EXERCISE DETAILS:
Among the lines of data below, reproduce only those from the one with "use crate::config::schema::GatewayConfig;" through the one with "pub const ENV_READ_ONLY: &str", exactly as they stand, both ends included.

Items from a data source
- - - -

//! Configuration loading from disk and environment.

use std::fs;
use std::path::Path;
use thiserror::Error;

use crate::config::schema::GatewayConfig;
use crate::config::validation::{validate_config, ValidationError};

pub const ENV_API_KEY: &str = "BOOKING_API_KEY";
pub const ENV_BASE_URL: &str = "BOOKING_API_BASE_URL";
pub const ENV_READ_ONLY: &str = "BOOKING_READ_ONLY";

/// Error type for configuration loading.
#[derive(Debug, Error)]
pub enum ConfigError {
    #[error("IO error: {0}")]
    Io(#[from] std::io::Error),

    #[error("Parse error: {0}")]
    Parse(#[from] toml::de::Error),

    #[error("Validation failed: {}", join_errors(.0))]
    Validation(Vec<ValidationError>),

    #[error("Invalid value for {var}: '{value}' (expected true/false, 1/0, yes/no, on/off)")]
    InvalidEnv { var: &'static str, value: String },
}

fn join_errors(errors: &[ValidationError]) -> String {
    errors
        .iter()
        .map(ToString::to_string)
        .collect::<Vec<_>>()
        .join(", ")
}

/// Load, apply environment overrides, and validate a TOML config file.
pub fn load_config(path: &Path) -> Result<GatewayConfig, ConfigError> {
    let content = fs::read_to_string(path)?;
    let mut config: GatewayConfig = toml::from_str(&content)?;

    apply_env_overrides(&mut config, |key| std::env::var(key).ok())?;
    validate_config(&config).map_err(ConfigError::Validation)?;

    Ok(config)
}

/// Build a config from defaults plus environment overrides only.
pub fn load_from_env() -> Result<GatewayConfig, ConfigError> {
    let mut config = GatewayConfig::default();
    apply_env_overrides(&mut config, |key| std::env::var(key).ok())?;
    validate_config(&config).map_err(ConfigError::Validation)?;
    Ok(config)
}

/// Overlay secrets and deployment toggles from the environment.
///
/// The lookup is injected so tests never touch process-global state.
/// An unparseable read-only flag is an error, never silently ignored.
pub fn apply_env_overrides<F>(config: &mut GatewayConfig, lookup: F) -> Result<(), ConfigError>
where
    F: Fn(&str) -> Option<String>,
{
    if let Some(key) = lookup(ENV_API_KEY).filter(|v| !v.is_empty()) {
        config.api.api_key = key;
    }
    if let Some(url) = lookup(ENV_BASE_URL).filter(|v| !v.is_empty()) {
        config.api.base_url = url;
    }
    if let Some(flag) = lookup(ENV_READ_ONLY) {
        config.api.read_only = parse_flag(&flag).ok_or(ConfigError::InvalidEnv {
            var: ENV_READ_ONLY,
            value: flag,
        })?;
    }
    Ok(())
}

fn parse_flag(raw: &str) -> Option<bool> {
    match raw.trim().to_ascii_lowercase().as_str() {
        "1" | "true" | "yes" | "on" => Some(true),
        "0" | "false" | "no" | "off" => Some(false),
        _ => None,
    }
}
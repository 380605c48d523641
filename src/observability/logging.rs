//! Structured logging setup.
//!
//! Logs go to stderr: stdout carries tool-protocol and CLI output.
//! `RUST_LOG` takes precedence over the configured level.

use tracing_subscriber::{layer::SubscriberExt, util::SubscriberInitExt, EnvFilter};

use crate::config::ObservabilityConfig;

/// Build the filter from `RUST_LOG`, falling back to the configured level.
pub fn env_filter(config: &ObservabilityConfig) -> EnvFilter {
    EnvFilter::try_from_default_env()
        .unwrap_or_else(|_| EnvFilter::new(format!("booking_gateway={}", config.log_level)))
}

/// Install the global subscriber. Safe to call more than once.
pub fn init_logging(config: &ObservabilityConfig) {
    let result = tracing_subscriber::registry()
        .with(env_filter(config))
        .with(tracing_subscriber::fmt::layer().with_writer(std::io::stderr))
        .try_init();

    if result.is_err() {
        tracing::debug!("Global subscriber already installed");
    }
}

- - - -

YOUR RESPONSE:
use crate::config::schema::GatewayConfig;
use crate::config::validation::{validate_config, ValidationError};

pub const ENV_API_KEY: &str = "BOOKING_API_KEY";
pub const ENV_BASE_URL: &str = "BOOKING_API_BASE_URL";
pub const ENV_READ_ONLY: &str = "BOOKING_READ_ONLY";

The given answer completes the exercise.